He hasn’t seen Viktor train on his own, not in earnest. Viktor is conscientious of Yuri’s time. He makes sure their schedules don’t overlap beyond the group training they all do once a week, under Yakov’s thunderous attention. He makes sure, too, that only one of their off-ice training days coincides. They’d discussed all this at length over Skype, while Yuri finalized his move to St Petersburg. Yuri had gotten what he wanted, more or less.

Viktor mostly does it out of concern for him. He’d never had a coach’s full attention before his year with Viktor; his parents just couldn’t afford it. Celestino had five senior skaters, sometimes six. Having a coach focused on him and _only_ him had been thrilling, and not just because the coach was Viktor. Now Viktor’s focus is, necessarily, split in a way that no one else has ever tried before.

And Yuri _worries_.

So Viktor trains before the sun comes up, dressing in the dark, mostly silent and mostly without complaint. He always leaves a note, and he’s always back before Yuri returns from the gym.

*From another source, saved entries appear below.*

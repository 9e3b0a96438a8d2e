/*!
# `JPEG Line` - Packed RGBA
*/

use crate::{
	Color,
	ColorModel,
	JpegError,
	Native,
	Raster,
	RasterMut,
	Rectangle,
};
use rgb::{
	FromSlice,
	RGBA8,
};
use std::ops::Deref;
use super::color::{
	narrow,
	widen,
};



#[derive(Debug, Clone, Default, Eq, PartialEq)]
/// # RGBA Image.
///
/// Four bytes per pixel, alpha-premultiplied, in the usual `[R, G, B, A…]`
/// order. Freshly allocated buffers are transparent black.
///
/// JPEG has no alpha of its own, so decoded images are always fully opaque.
pub struct RgbaImage {
	pixels: Vec<u8>,
	stride: usize,
	rect: Rectangle,
}

impl Deref for RgbaImage {
	type Target = [u8];

	#[inline]
	fn deref(&self) -> &Self::Target { &self.pixels }
}

impl Raster for RgbaImage {
	#[inline]
	fn bounds(&self) -> Rectangle { self.rect }

	#[inline]
	fn color_model(&self) -> ColorModel { ColorModel::Rgba }

	fn at(&self, x: i32, y: i32) -> Color {
		let px = self.rgba_at(x, y);
		Color::new(widen(px.r), widen(px.g), widen(px.b), widen(px.a))
	}

	#[inline]
	fn native(&self) -> Option<Native<'_>> { Some(Native::Rgba(self)) }
}

impl RasterMut for RgbaImage {
	fn set(&mut self, x: i32, y: i32, color: Color) {
		self.set_rgba(
			x,
			y,
			RGBA8::new(narrow(color.r), narrow(color.g), narrow(color.b), narrow(color.a)),
		);
	}
}

impl RgbaImage {
	/// # New.
	///
	/// Allocate a transparent image covering `rect`.
	///
	/// ## Errors
	///
	/// Returns [`JpegError::Dimensions`] if the rectangle has negative size.
	pub fn new(rect: Rectangle) -> Result<Self, JpegError> {
		let (pixels, stride) = super::alloc(rect, 4)?;
		Ok(Self { pixels, stride, rect })
	}
}

/// ## Getters.
impl RgbaImage {
	#[must_use]
	/// # Stride.
	pub const fn stride(&self) -> usize { self.stride }

	#[must_use]
	/// # Pixel Offset.
	pub fn pix_offset(&self, x: i32, y: i32) -> Option<usize> {
		super::pix_offset(self.rect, self.stride, 4, x, y)
	}

	#[must_use]
	/// # RGBA At.
	///
	/// Return the stored (premultiplied) 8-bit pixel, or transparent black if
	/// out of bounds.
	pub fn rgba_at(&self, x: i32, y: i32) -> RGBA8 {
		self.pix_offset(x, y)
			.and_then(|i| self.pixels.get(i..i + 4))
			.map_or_else(RGBA8::default, |px| px.as_rgba()[0])
	}

	#[must_use]
	/// # Row.
	///
	/// Return the pixels of one row (relative to `rect.min.y`).
	pub fn row(&self, row: usize) -> Option<&[RGBA8]> {
		let start = row.checked_mul(self.stride)?;
		self.pixels.get(start..start + self.stride).map(FromSlice::as_rgba)
	}

	#[must_use]
	/// # Is Opaque?
	///
	/// Returns `true` if every pixel has full alpha.
	pub fn is_opaque(&self) -> bool {
		self.pixels.as_rgba().iter().all(|px| px.a == 255)
	}

	#[must_use]
	/// # Into Raw.
	pub fn into_raw(self) -> Vec<u8> { self.pixels }
}

/// ## Setters.
impl RgbaImage {
	/// # Set RGBA.
	///
	/// Out-of-bounds writes are ignored.
	pub fn set_rgba(&mut self, x: i32, y: i32, color: RGBA8) {
		if let Some(px) = self.pix_offset(x, y).and_then(|i| self.pixels.get_mut(i..i + 4)) {
			px.copy_from_slice(&[color.r, color.g, color.b, color.a]);
		}
	}

	/// # Row (Mutable).
	pub(crate) fn row_mut(&mut self, row: usize) -> Option<&mut [u8]> {
		let start = row.checked_mul(self.stride)?;
		self.pixels.get_mut(start..start + self.stride)
	}
}



#[cfg(test)]
mod tests {
	use super::*;

	#[test]
	fn t_rgba() {
		let mut img = RgbaImage::new(Rectangle::from_size(4, 8)).unwrap();
		assert_eq!(img.stride(), 16);
		assert_eq!(img.len(), 128);
		assert!(! img.is_opaque());
		assert_eq!(img.at(0, 0), Color::new(0, 0, 0, 0));

		let red = Color::new(0xFFFF, 0, 0, 0xFFFF);
		for y in 0..8 {
			for x in 0..4 { img.set(x, y, red); }
		}
		assert!(img.is_opaque());
		assert_eq!(img.at(3, 7), red);
		assert_eq!(img.rgba_at(3, 7), RGBA8::new(255, 0, 0, 255));
		assert_eq!(img.pix_offset(3, 7), Some(7 * 16 + 12));

		// Out of bounds.
		img.set(4, 0, Color::new(1, 1, 1, 1));
		assert_eq!(img.at(4, 0), Color::new(0, 0, 0, 0));
		assert_eq!(img.rgba_at(-1, 0), RGBA8::default());

		// Premultiplied values are kept as-is.
		img.set_rgba(1, 1, RGBA8::new(64, 32, 0, 128));
		assert_eq!(img.at(1, 1), Color::new(0x4040, 0x2020, 0, 0x8080));
		assert!(! img.is_opaque());
	}
}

But Yuri is also coming to realize there’s another reason behind Viktor’s careful orchestration of their schedules: he does not _do_ distractions, not when it comes to his own skating.

On a grey day in April, he catches one of Viktor’s practices, and it drives this point home.  Viktor’s eyes hold no trace of their customary warmth, not the fierce blaze of competition or the steadier, softer flame that Yuri has come to know so well. It’s like watching a being with Viktor’s face, hunting some invisible prey. Yuri is reminded of his earlier not-quite-human view of him, and shivers.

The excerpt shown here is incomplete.